### Exercise
Up to and including the line that contains "use std::path::Path;", write out each line of the material from its first line, exactly.

### Supplied information
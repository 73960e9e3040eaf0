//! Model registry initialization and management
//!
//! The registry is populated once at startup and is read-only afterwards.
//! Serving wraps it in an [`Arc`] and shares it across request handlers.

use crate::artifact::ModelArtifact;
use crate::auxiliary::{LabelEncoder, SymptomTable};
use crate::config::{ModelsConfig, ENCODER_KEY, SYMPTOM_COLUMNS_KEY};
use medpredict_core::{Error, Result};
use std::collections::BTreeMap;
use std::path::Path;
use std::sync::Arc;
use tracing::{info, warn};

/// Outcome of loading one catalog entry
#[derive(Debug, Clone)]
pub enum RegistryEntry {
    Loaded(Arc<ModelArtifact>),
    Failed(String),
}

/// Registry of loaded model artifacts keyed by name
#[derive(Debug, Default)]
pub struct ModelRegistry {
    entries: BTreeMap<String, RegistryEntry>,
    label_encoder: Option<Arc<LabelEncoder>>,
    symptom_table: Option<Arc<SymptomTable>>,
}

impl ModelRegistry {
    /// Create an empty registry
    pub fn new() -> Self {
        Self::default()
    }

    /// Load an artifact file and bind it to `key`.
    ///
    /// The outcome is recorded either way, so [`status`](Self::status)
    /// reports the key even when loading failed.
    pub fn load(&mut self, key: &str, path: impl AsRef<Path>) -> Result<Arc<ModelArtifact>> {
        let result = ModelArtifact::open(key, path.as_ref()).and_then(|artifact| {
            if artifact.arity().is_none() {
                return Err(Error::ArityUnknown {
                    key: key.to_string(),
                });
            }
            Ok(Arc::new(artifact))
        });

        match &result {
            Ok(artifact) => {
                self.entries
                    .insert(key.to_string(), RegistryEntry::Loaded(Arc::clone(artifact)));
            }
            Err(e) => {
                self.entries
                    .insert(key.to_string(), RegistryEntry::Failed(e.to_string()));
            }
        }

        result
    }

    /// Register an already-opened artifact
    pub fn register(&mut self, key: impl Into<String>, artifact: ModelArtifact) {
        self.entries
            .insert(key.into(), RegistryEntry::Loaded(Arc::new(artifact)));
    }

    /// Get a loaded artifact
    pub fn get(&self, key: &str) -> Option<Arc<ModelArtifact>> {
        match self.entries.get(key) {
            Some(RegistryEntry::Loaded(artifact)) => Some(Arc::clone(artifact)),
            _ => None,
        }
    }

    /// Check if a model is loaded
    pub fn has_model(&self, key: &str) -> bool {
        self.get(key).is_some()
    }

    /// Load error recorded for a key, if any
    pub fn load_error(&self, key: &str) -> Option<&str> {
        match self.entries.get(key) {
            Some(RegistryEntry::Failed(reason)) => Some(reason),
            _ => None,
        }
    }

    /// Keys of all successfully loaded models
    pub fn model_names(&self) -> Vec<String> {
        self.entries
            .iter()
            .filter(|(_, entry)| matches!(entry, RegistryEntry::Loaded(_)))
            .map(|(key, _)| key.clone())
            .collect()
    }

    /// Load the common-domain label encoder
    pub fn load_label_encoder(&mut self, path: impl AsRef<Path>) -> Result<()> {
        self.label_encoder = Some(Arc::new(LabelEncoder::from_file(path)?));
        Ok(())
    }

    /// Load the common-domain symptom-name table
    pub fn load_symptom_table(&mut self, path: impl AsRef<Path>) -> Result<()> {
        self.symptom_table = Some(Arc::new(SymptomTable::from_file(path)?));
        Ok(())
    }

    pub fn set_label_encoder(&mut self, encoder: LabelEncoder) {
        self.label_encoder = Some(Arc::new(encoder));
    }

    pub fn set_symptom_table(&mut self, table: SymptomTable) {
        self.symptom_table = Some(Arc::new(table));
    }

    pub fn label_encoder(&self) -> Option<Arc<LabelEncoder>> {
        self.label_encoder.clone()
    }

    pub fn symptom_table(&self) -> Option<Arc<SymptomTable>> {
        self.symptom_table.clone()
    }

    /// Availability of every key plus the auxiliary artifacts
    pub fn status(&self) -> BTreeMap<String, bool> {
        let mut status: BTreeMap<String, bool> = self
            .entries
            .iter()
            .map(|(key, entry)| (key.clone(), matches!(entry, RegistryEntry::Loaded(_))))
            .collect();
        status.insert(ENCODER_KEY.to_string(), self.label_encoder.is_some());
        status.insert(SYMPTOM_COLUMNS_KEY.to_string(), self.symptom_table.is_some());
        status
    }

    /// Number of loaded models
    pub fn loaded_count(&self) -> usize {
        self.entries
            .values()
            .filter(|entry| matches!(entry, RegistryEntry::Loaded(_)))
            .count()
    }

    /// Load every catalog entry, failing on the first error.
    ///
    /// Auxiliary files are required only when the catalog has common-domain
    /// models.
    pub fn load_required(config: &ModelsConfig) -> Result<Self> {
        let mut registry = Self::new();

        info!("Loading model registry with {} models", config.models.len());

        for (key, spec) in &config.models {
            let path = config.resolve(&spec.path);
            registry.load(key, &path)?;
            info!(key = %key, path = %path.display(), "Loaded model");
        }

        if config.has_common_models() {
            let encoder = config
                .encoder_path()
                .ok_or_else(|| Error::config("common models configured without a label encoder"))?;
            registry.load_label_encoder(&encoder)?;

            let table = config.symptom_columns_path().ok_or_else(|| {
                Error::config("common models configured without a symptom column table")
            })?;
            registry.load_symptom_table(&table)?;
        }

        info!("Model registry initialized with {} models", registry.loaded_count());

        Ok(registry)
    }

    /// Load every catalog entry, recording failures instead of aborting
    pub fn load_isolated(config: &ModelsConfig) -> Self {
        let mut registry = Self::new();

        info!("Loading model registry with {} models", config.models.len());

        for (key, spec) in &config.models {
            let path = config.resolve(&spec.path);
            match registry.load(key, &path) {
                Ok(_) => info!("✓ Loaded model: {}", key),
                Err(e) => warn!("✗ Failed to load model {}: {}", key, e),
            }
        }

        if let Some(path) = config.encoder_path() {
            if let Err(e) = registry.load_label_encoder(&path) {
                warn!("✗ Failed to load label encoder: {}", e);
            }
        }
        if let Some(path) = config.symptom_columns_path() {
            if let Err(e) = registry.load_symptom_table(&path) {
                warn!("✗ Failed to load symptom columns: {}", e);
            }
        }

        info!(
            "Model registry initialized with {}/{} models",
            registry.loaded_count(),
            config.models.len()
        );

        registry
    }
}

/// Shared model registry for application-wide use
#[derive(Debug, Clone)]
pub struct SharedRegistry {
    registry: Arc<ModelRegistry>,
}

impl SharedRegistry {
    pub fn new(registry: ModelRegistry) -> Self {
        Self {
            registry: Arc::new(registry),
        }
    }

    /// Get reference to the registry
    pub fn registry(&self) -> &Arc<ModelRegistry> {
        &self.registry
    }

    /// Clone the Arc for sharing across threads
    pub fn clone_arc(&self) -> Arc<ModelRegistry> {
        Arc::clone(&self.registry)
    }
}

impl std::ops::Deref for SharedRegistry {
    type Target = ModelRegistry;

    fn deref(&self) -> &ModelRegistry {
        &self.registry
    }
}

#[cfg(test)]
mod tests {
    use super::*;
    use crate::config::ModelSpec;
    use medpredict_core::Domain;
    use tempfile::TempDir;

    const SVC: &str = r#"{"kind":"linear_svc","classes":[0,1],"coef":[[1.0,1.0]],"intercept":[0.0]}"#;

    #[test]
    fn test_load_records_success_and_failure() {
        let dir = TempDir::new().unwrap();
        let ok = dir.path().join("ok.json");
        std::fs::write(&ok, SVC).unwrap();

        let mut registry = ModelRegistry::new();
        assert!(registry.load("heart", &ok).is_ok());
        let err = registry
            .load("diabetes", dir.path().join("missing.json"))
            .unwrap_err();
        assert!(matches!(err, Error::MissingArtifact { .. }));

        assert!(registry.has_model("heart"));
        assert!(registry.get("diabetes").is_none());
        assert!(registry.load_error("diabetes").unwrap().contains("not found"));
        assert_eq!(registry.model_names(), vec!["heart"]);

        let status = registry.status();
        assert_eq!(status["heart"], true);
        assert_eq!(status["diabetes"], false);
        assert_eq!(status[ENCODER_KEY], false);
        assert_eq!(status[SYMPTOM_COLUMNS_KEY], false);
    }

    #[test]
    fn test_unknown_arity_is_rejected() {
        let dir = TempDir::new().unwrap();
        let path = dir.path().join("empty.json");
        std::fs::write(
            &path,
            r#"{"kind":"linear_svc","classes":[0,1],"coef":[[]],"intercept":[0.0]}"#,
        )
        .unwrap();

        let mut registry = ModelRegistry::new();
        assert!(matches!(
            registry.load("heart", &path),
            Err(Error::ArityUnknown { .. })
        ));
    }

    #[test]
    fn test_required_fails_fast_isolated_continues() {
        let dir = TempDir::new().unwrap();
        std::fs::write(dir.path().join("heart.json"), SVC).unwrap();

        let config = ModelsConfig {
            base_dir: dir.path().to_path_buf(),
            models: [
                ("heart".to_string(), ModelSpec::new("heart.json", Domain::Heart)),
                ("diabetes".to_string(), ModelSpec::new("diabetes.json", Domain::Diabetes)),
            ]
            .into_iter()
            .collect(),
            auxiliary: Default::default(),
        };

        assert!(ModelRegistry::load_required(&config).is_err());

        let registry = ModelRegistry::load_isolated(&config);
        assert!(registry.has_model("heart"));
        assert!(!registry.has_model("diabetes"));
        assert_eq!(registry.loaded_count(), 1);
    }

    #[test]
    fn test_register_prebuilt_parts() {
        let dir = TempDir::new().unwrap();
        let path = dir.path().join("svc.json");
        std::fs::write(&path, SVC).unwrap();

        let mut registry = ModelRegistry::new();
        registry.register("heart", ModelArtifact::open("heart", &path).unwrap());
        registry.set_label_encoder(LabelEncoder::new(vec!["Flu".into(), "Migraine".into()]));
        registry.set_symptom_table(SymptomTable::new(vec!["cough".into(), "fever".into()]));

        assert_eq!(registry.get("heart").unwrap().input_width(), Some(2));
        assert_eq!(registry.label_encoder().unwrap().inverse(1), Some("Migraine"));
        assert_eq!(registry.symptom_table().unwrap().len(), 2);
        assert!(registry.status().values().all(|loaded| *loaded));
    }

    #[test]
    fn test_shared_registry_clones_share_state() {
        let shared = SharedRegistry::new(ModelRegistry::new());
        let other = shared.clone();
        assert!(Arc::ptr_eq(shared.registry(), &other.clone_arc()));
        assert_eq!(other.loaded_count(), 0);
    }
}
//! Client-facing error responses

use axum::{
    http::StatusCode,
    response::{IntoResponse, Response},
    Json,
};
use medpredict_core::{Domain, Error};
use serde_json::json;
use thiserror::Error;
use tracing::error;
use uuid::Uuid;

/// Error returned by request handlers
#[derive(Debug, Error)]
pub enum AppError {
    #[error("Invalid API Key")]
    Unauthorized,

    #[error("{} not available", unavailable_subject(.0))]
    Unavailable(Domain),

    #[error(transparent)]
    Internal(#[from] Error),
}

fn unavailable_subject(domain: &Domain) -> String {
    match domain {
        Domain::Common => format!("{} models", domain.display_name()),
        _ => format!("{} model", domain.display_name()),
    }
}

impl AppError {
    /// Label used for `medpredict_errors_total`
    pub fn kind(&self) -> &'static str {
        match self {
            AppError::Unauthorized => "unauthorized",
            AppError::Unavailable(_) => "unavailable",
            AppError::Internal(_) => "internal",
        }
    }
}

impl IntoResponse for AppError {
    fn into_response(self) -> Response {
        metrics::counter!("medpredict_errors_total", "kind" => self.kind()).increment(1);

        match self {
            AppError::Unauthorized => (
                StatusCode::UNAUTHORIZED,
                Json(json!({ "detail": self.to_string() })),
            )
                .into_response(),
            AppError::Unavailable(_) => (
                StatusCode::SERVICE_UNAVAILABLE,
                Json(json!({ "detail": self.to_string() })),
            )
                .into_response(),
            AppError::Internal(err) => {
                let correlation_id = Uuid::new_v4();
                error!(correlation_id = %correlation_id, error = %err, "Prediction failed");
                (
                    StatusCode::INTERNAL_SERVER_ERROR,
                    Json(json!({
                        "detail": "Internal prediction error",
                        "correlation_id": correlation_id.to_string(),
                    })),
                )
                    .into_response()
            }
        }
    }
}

### Output
repository 73960e9e3040eaf0
//! Model registry initialization and management
//!
//! The registry is populated once at startup and is read-only afterwards.
//! Serving wraps it in an [`Arc`] and shares it across request handlers.

use crate::artifact::ModelArtifact;
use crate::auxiliary::{LabelEncoder, SymptomTable};
use crate::config::{ModelsConfig, ENCODER_KEY, SYMPTOM_COLUMNS_KEY};
use medpredict_core::{Error, Result};
use std::collections::BTreeMap;
use std::path::Path;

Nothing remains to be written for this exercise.